Yes, I know. I know. I have done this to you before and I came back with excuses and promises. Once before I sheepishly returned, roses in hand, promising that it was a one-time thing - that I was drunk. Over the past month I have received many, many e-mails and comments expressing kind sentiments such as: “What the fuck? Update, asshole!” and “Dude, write something (although this blog is just as good when you don’t write, as when you do.” However, my favorite has to be “Are you really surprised your sister got knocked up? She has always been kind of slutty.” (Now that I write that one out, I suspect it might not have been about the blog, but more meant for me personally).

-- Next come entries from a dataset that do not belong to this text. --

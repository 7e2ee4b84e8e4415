//! Physical device (GPU) selection.
//!
//! Selection is deterministic and first-fit: devices are visited in
//! enumeration order and the first one that has a graphics queue family, a
//! family that can present to the surface, and every required device
//! extension wins.
//!
//! # Example
//!
//! ```no_run
//! use trigon_platform::Window;
//! use trigon_rhi::instance::Instance;
//! use trigon_rhi::physical_device::select_physical_device;
//!
//! let window = Window::create(800, 600, "Vulkan App").expect("window");
//! let instance = Instance::new(&window, false).expect("Failed to create instance");
//!
//! let selection = select_physical_device(&instance).expect("Failed to select physical device");
//! println!("Selected GPU: {}", selection.device_name());
//! ```

use std::ffi::CStr;

use ash::vk;
use tracing::{debug, info, warn};

use crate::error::{RhiError, RhiResult};
use crate::instance::Instance;

/// Queue family indices discovered on a physical device.
///
/// Either index may be missing until the device has been fully inspected.
#[derive(Clone, Copy, Debug, Default, PartialEq, Eq)]
pub struct QueueFamilyIndices {
    /// First family that supports graphics operations.
    pub graphics_family: Option<u32>,
    /// First family that can present to the surface.
    pub present_family: Option<u32>,
}

impl QueueFamilyIndices {
    /// Checks if both required queue families were found.
    #[inline]
    pub fn is_complete(&self) -> bool {
        self.graphics_family.is_some() && self.present_family.is_some()
    }

    /// Converts into resolved indices when complete.
    pub fn resolve(&self) -> Option<QueueFamilies> {
        Some(QueueFamilies {
            graphics: self.graphics_family?,
            present: self.present_family?,
        })
    }
}

/// Resolved graphics and present family indices. The two may coincide.
#[derive(Clone, Copy, Debug, PartialEq, Eq)]
pub struct QueueFamilies {
    pub graphics: u32,
    pub present: u32,
}

impl QueueFamilies {
    /// Returns the unique family indices, graphics first.
    ///
    /// Used when creating the logical device so that one queue is requested
    /// per distinct family.
    pub fn unique(&self) -> Vec<u32> {
        if self.is_shared() {
            vec![self.graphics]
        } else {
            vec![self.graphics, self.present]
        }
    }

    /// Whether graphics and presentation use the same family.
    #[inline]
    pub fn is_shared(&self) -> bool {
        self.graphics == self.present
    }
}

/// The device chosen by [`select_physical_device`].
#[derive(Clone)]
pub struct PhysicalDeviceSelection {
    /// Vulkan physical device handle.
    pub device: vk::PhysicalDevice,
    /// Device properties (name, type, API version).
    pub properties: vk::PhysicalDeviceProperties,
    /// Graphics and present queue families.
    pub queue_families: QueueFamilies,
    /// Device extensions to enable.
    pub extensions: Vec<&'static CStr>,
}

impl PhysicalDeviceSelection {
    /// Returns the device name as a string.
    pub fn device_name(&self) -> &str {
        device_name(&self.properties)
    }

    /// Returns a human-readable string for the device type.
    pub fn device_type_name(&self) -> &'static str {
        device_type_name(self.properties.device_type)
    }

    /// Returns the Vulkan API version supported by the device.
    pub fn api_version(&self) -> (u32, u32, u32) {
        let version = self.properties.api_version;
        (
            vk::api_version_major(version),
            vk::api_version_minor(version),
            vk::api_version_patch(version),
        )
    }
}

impl std::fmt::Debug for PhysicalDeviceSelection {
    fn fmt(&self, f: &mut std::fmt::Formatter<'_>) -> std::fmt::Result {
        let (major, minor, patch) = self.api_version();
        f.debug_struct("PhysicalDeviceSelection")
            .field("name", &self.device_name())
            .field("type", &self.device_type_name())
            .field("api_version", &format!("{}.{}.{}", major, minor, patch))
            .field("queue_families", &self.queue_families)
            .field("extensions", &self.extensions)
            .finish()
    }
}

/// Selects the first physical device that can render to the instance's surface.
///
/// # Errors
///
/// - [`RhiError::NoGpuFound`] if the instance reports no physical devices
/// - [`RhiError::NoSuitableGpu`] if no device has both queue families and the
///   required extensions
pub fn select_physical_device(instance: &Instance) -> RhiResult<PhysicalDeviceSelection> {
    let devices = unsafe { instance.handle().enumerate_physical_devices()? };

    if devices.is_empty() {
        warn!("No Vulkan-capable GPUs found");
        return Err(RhiError::NoGpuFound);
    }

    info!("Found {} GPU(s)", devices.len());

    for device in devices {
        if let Some(selection) = check_device_suitability(instance, device)? {
            let (major, minor, patch) = selection.api_version();
            info!(
                "Selected GPU: '{}' ({}) - Vulkan {}.{}.{}",
                selection.device_name(),
                selection.device_type_name(),
                major,
                minor,
                patch
            );
            return Ok(selection);
        }
    }

    warn!("No suitable GPU found with required capabilities");
    Err(RhiError::NoSuitableGpu)
}

/// A failed surface support query counts as "cannot present".
fn presents(support: Result<bool, vk::Result>, family: u32) -> bool {
    match support {
        Ok(supported) => supported,
        Err(code) => {
            debug!(
                "Surface support query failed for queue family {}: {:?}",
                family, code
            );
            false
        }
    }
}

/// Returns `Some` if the device meets every requirement.
fn check_device_suitability(
    instance: &Instance,
    device: vk::PhysicalDevice,
) -> RhiResult<Option<PhysicalDeviceSelection>> {
    let vk_instance = instance.handle();
    let properties = unsafe { vk_instance.get_physical_device_properties(device) };
    let name = device_name(&properties).to_owned();

    let family_properties =
        unsafe { vk_instance.get_physical_device_queue_family_properties(device) };
    let indices = find_queue_families(&family_properties, |index| {
        let support = unsafe {
            instance
                .surface_loader()
                .get_physical_device_surface_support(device, index, instance.surface())
        };
        presents(support, index)
    });

    let Some(queue_families) = indices.resolve() else {
        debug!(
            "GPU '{}' skipped: missing required queue families (graphics={}, present={})",
            name,
            indices.graphics_family.is_some(),
            indices.present_family.is_some()
        );
        return Ok(None);
    };

    let available_properties =
        unsafe { vk_instance.enumerate_device_extension_properties(device)? };
    let available: Vec<&CStr> = available_properties
        .iter()
        // SAFETY: the driver null-terminates extension names within the fixed array.
        .map(|ext| unsafe { CStr::from_ptr(ext.extension_name.as_ptr()) })
        .collect();

    let extensions = required_device_extensions(&available);
    let missing = missing_extensions(&extensions, &available);
    if !missing.is_empty() {
        debug!(
            "GPU '{}' skipped: missing device extensions {:?}",
            name, missing
        );
        return Ok(None);
    }

    Ok(Some(PhysicalDeviceSelection {
        device,
        properties,
        queue_families,
        extensions,
    }))
}

/// Finds the first graphics family and the first family that can present.
///
/// `supports_present` is queried once per family index until a presenting
/// family is found.
pub fn find_queue_families(
    families: &[vk::QueueFamilyProperties],
    mut supports_present: impl FnMut(u32) -> bool,
) -> QueueFamilyIndices {
    let mut indices = QueueFamilyIndices::default();

    for (i, family) in families.iter().enumerate() {
        let i = i as u32;

        if indices.graphics_family.is_none()
            && family.queue_flags.contains(vk::QueueFlags::GRAPHICS)
        {
            indices.graphics_family = Some(i);
        }

        if indices.present_family.is_none() && supports_present(i) {
            indices.present_family = Some(i);
        }

        if indices.is_complete() {
            break;
        }
    }

    indices
}

/// The swapchain extension, plus portability subset when the device advertises it.
pub fn required_device_extensions(available: &[&CStr]) -> Vec<&'static CStr> {
    let mut extensions = vec![ash::khr::swapchain::NAME];
    if available.contains(&ash::khr::portability_subset::NAME) {
        extensions.push(ash::khr::portability_subset::NAME);
    }
    extensions
}

/// Returns the required extensions not present in `available`.
pub fn missing_extensions<'a>(required: &[&'a CStr], available: &[&CStr]) -> Vec<&'a CStr> {
    required
        .iter()
        .filter(|ext| !available.contains(ext))
        .copied()
        .collect()
}

fn device_name(properties: &vk::PhysicalDeviceProperties) -> &str {
    // SAFETY: the driver null-terminates the device name within the fixed array.
    unsafe {
        CStr::from_ptr(properties.device_name.as_ptr())
            .to_str()
            .unwrap_or("Unknown Device")
    }
}

fn device_type_name(device_type: vk::PhysicalDeviceType) -> &'static str {
    match device_type {
        vk::PhysicalDeviceType::DISCRETE_GPU => "Discrete GPU",
        vk::PhysicalDeviceType::INTEGRATED_GPU => "Integrated GPU",
        vk::PhysicalDeviceType::VIRTUAL_GPU => "Virtual GPU",
        vk::PhysicalDeviceType::CPU => "CPU",
        _ => "Other",
    }
}

#[cfg(test)]
mod tests {
    use super::*;

    fn family(flags: vk::QueueFlags) -> vk::QueueFamilyProperties {
        vk::QueueFamilyProperties {
            queue_flags: flags,
            queue_count: 1,
            ..Default::default()
        }
    }

    #[test]
    fn test_queue_family_indices_default() {
        let indices = QueueFamilyIndices::default();
        assert!(!indices.is_complete());
        assert_eq!(indices.resolve(), None);
    }

    #[test]
    fn test_queue_family_indices_incomplete() {
        let indices = QueueFamilyIndices {
            graphics_family: Some(0),
            present_family: None,
        };
        assert!(!indices.is_complete());

        let indices = QueueFamilyIndices {
            graphics_family: None,
            present_family: Some(0),
        };
        assert!(!indices.is_complete());
        assert_eq!(indices.resolve(), None);
    }

    #[test]
    fn test_shared_family() {
        let families = [family(vk::QueueFlags::GRAPHICS | vk::QueueFlags::COMPUTE)];
        let indices = find_queue_families(&families, |_| true);
        let resolved = indices.resolve().unwrap();

        assert_eq!(resolved, QueueFamilies { graphics: 0, present: 0 });
        assert!(resolved.is_shared());
        assert_eq!(resolved.unique(), vec![0]);
    }

    #[test]
    fn test_split_families() {
        let families = [
            family(vk::QueueFlags::TRANSFER),
            family(vk::QueueFlags::GRAPHICS),
            family(vk::QueueFlags::COMPUTE),
        ];
        let indices = find_queue_families(&families, |i| i == 2);
        let resolved = indices.resolve().unwrap();

        assert_eq!(resolved.graphics, 1);
        assert_eq!(resolved.present, 2);
        assert!(!resolved.is_shared());
        assert_eq!(resolved.unique(), vec![1, 2]);
    }

    #[test]
    fn test_first_graphics_family_wins() {
        let families = [
            family(vk::QueueFlags::COMPUTE),
            family(vk::QueueFlags::GRAPHICS),
            family(vk::QueueFlags::GRAPHICS),
        ];
        let indices = find_queue_families(&families, |i| i >= 1);
        assert_eq!(indices.graphics_family, Some(1));
        assert_eq!(indices.present_family, Some(1));
    }

    #[test]
    fn test_no_present_support() {
        let families = [family(vk::QueueFlags::GRAPHICS)];
        let indices = find_queue_families(&families, |_| false);
        assert_eq!(indices.graphics_family, Some(0));
        assert!(!indices.is_complete());
    }

    #[test]
    fn test_present_query_stops_once_found() {
        let families = [
            family(vk::QueueFlags::GRAPHICS),
            family(vk::QueueFlags::GRAPHICS),
            family(vk::QueueFlags::GRAPHICS),
        ];
        let mut queried = Vec::new();
        find_queue_families(&families, |i| {
            queried.push(i);
            true
        });
        assert_eq!(queried, vec![0]);
    }

    #[test]
    fn test_required_extensions_without_portability() {
        let available = [ash::khr::swapchain::NAME];
        let required = required_device_extensions(&available);
        assert_eq!(required, vec![ash::khr::swapchain::NAME]);
        assert!(missing_extensions(&required, &available).is_empty());
    }

    #[test]
    fn test_required_extensions_with_portability() {
        let available = [
            ash::khr::portability_subset::NAME,
            ash::khr::swapchain::NAME,
        ];
        let required = required_device_extensions(&available);
        assert_eq!(required.len(), 2);
        assert!(required.contains(&ash::khr::portability_subset::NAME));
        assert!(missing_extensions(&required, &available).is_empty());
    }

    #[test]
    fn test_missing_swapchain_extension() {
        let available: [&CStr; 0] = [];
        let required = required_device_extensions(&available);
        assert_eq!(
            missing_extensions(&required, &available),
            vec![ash::khr::swapchain::NAME]
        );
    }

    #[test]
    fn test_device_type_names() {
        assert_eq!(
            device_type_name(vk::PhysicalDeviceType::DISCRETE_GPU),
            "Discrete GPU"
        );
        assert_eq!(device_type_name(vk::PhysicalDeviceType::CPU), "CPU");
        assert_eq!(device_type_name(vk::PhysicalDeviceType::OTHER), "Other");
    }

    #[test]
    fn test_failed_surface_query_does_not_present() {
        assert!(presents(Ok(true), 0));
        assert!(!presents(Ok(false), 0));
        assert!(!presents(Err(vk::Result::ERROR_SURFACE_LOST_KHR), 1));
    }
}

Well my lovely little friends, I am back. And once again, I have an excuse. Here is my story. Before we begin let me just say this: I am not ashamed of the things I have done, only those which I did not do. Also, the world is a tragedy to those who feel, but a comedy to those who think. Additionally, humor is the only test of gravity, and gravity of humor; for a subject which will not bear raillery is suspicious, and a jest which will not bear serious examination is false wit. Finally, allow me to impart to you that men acquire a particular quality by constantly acting a particular way. . . you become just by performing just actions, temperate by performing temperate actions, brave by performing brave actions. I hope that you will take these words of wisdom I have to offer and learn from them. Tell the world my story so that others may learn what you have learned. (Or will learn in just a few seconds after reading this story).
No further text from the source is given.